» EXERCISE:
Copy whichever lines of the data hold the word "insert".

» GIVEN DATA:
======

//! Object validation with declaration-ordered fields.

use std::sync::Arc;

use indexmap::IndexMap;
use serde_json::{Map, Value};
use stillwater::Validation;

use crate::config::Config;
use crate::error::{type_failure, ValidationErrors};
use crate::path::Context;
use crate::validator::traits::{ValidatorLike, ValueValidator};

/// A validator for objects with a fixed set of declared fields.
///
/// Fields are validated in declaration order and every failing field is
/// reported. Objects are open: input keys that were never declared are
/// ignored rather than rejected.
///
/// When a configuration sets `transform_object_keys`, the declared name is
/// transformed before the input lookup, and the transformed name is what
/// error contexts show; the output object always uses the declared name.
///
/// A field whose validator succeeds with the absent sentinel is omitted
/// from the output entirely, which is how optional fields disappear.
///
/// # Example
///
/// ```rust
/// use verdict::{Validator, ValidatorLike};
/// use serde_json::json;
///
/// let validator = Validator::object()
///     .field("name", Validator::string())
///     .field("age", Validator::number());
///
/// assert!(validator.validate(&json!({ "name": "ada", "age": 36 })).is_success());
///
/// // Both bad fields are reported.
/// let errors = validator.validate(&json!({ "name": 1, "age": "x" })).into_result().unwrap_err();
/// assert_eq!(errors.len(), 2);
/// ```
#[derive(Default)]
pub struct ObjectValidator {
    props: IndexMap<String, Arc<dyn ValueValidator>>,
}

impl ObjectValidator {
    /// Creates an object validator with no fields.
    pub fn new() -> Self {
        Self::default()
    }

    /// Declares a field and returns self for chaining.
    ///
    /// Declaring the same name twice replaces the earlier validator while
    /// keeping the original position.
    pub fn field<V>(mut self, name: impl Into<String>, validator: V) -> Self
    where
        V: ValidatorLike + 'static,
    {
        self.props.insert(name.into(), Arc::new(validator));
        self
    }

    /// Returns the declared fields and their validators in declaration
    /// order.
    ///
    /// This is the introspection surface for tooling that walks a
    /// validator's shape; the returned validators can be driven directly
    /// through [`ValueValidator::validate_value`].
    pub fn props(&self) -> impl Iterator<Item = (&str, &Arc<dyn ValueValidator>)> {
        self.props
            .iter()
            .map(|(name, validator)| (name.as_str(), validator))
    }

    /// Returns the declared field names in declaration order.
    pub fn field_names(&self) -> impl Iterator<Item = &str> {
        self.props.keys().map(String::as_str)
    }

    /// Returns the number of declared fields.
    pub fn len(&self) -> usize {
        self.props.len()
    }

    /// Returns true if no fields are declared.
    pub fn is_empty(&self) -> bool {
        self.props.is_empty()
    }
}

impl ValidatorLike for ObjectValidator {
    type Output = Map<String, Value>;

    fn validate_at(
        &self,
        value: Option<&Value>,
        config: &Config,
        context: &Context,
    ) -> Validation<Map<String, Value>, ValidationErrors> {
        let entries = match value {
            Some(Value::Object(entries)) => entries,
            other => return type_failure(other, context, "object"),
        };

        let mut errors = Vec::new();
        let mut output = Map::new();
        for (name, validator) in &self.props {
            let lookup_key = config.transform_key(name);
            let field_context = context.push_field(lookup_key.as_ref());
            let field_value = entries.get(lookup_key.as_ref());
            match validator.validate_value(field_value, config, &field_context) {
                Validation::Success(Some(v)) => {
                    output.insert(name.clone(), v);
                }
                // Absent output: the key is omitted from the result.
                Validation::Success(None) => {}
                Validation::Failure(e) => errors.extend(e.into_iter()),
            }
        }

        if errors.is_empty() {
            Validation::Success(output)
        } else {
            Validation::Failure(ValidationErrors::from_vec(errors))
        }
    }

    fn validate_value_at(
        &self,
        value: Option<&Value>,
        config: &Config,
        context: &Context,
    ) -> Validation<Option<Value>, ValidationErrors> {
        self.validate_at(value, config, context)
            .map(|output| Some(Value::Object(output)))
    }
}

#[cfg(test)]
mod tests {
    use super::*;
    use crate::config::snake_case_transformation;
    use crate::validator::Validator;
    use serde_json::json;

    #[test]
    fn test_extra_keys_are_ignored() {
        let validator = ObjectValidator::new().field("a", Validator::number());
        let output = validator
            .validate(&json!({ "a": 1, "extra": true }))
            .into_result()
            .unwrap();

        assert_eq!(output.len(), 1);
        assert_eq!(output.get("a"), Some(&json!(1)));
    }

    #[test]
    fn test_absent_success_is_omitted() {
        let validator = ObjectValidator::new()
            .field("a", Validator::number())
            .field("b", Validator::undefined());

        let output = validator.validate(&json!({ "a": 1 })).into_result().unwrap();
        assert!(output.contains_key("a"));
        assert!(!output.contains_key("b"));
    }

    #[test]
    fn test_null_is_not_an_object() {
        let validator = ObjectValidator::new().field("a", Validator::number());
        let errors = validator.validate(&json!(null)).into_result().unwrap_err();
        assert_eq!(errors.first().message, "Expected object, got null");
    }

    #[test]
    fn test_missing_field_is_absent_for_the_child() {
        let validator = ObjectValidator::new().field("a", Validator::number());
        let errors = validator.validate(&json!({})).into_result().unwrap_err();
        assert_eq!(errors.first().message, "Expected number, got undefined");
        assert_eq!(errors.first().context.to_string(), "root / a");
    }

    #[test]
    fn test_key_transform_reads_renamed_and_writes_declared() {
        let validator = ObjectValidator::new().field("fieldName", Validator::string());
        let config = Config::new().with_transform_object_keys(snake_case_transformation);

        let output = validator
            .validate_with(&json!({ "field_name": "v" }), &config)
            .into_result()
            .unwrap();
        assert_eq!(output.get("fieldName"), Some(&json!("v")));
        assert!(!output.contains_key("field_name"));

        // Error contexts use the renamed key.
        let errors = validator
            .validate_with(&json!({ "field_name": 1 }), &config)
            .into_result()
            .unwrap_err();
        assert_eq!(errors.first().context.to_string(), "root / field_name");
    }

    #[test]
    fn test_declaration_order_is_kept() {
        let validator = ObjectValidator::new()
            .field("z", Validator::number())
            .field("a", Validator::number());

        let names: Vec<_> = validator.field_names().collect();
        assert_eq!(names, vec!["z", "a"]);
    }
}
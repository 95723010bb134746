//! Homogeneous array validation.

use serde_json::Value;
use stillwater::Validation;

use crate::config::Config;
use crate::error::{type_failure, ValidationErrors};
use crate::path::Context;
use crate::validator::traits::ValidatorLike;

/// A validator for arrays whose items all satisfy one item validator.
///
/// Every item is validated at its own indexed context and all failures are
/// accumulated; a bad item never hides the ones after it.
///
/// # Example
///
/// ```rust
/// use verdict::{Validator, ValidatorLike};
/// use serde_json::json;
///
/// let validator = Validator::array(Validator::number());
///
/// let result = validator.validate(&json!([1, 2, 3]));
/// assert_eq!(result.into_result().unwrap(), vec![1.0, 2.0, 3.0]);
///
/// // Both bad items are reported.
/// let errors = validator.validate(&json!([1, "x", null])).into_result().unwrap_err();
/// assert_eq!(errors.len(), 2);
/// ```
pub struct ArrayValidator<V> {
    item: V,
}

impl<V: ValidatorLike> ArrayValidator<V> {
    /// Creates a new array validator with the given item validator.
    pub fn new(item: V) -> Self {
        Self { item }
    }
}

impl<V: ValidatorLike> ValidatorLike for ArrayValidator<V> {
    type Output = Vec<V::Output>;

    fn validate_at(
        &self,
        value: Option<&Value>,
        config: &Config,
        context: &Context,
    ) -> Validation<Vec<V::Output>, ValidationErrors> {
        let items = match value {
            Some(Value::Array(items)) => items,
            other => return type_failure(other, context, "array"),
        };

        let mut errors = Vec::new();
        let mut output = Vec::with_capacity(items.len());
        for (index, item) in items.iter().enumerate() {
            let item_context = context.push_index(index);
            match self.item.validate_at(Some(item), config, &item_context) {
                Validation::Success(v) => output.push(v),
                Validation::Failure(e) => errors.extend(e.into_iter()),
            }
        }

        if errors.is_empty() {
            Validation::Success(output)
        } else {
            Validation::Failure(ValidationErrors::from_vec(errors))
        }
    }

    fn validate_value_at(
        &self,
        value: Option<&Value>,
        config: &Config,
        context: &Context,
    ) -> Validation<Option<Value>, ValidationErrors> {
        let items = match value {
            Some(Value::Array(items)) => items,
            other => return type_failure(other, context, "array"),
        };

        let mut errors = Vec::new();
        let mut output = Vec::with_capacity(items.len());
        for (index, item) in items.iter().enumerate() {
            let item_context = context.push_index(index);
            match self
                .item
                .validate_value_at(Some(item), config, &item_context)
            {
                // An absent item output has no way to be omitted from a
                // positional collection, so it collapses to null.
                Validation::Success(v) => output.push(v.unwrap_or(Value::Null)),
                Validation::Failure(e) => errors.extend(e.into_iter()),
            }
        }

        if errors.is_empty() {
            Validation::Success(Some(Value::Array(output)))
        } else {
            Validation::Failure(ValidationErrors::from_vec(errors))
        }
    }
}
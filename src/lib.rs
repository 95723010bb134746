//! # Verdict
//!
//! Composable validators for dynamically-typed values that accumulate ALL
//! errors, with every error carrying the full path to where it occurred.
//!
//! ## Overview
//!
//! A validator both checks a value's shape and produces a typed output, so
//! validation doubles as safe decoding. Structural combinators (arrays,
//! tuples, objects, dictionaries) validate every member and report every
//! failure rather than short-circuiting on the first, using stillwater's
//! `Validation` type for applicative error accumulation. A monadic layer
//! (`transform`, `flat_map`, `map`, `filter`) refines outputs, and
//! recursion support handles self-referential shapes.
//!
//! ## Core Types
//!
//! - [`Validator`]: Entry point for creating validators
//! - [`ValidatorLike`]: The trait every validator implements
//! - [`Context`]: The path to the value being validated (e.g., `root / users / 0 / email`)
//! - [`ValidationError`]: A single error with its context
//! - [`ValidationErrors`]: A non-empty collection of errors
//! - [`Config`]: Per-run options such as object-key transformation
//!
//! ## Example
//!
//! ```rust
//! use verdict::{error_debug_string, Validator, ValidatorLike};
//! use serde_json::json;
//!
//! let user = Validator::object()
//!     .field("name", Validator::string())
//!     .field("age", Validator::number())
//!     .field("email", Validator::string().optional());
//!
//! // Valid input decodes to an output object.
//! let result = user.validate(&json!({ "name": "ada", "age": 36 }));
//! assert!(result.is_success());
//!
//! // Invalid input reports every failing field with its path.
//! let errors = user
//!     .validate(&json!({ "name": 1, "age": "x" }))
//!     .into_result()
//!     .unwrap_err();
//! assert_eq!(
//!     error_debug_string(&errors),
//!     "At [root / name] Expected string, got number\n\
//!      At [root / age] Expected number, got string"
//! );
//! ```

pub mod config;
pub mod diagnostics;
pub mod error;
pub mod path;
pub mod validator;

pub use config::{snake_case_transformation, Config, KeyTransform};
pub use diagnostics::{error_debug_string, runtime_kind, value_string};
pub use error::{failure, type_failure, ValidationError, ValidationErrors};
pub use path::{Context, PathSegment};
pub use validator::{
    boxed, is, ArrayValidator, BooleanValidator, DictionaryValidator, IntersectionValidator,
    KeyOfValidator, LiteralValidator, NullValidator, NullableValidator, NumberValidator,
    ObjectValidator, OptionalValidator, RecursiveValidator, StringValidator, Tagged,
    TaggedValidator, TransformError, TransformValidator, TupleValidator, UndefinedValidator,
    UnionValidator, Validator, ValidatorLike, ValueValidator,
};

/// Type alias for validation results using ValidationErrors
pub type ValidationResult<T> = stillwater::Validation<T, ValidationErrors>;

======

» RESULT FOR THIS EXERCISE:
        self.props.insert(name.into(), Arc::new(validator));
                    output.insert(name.clone(), v);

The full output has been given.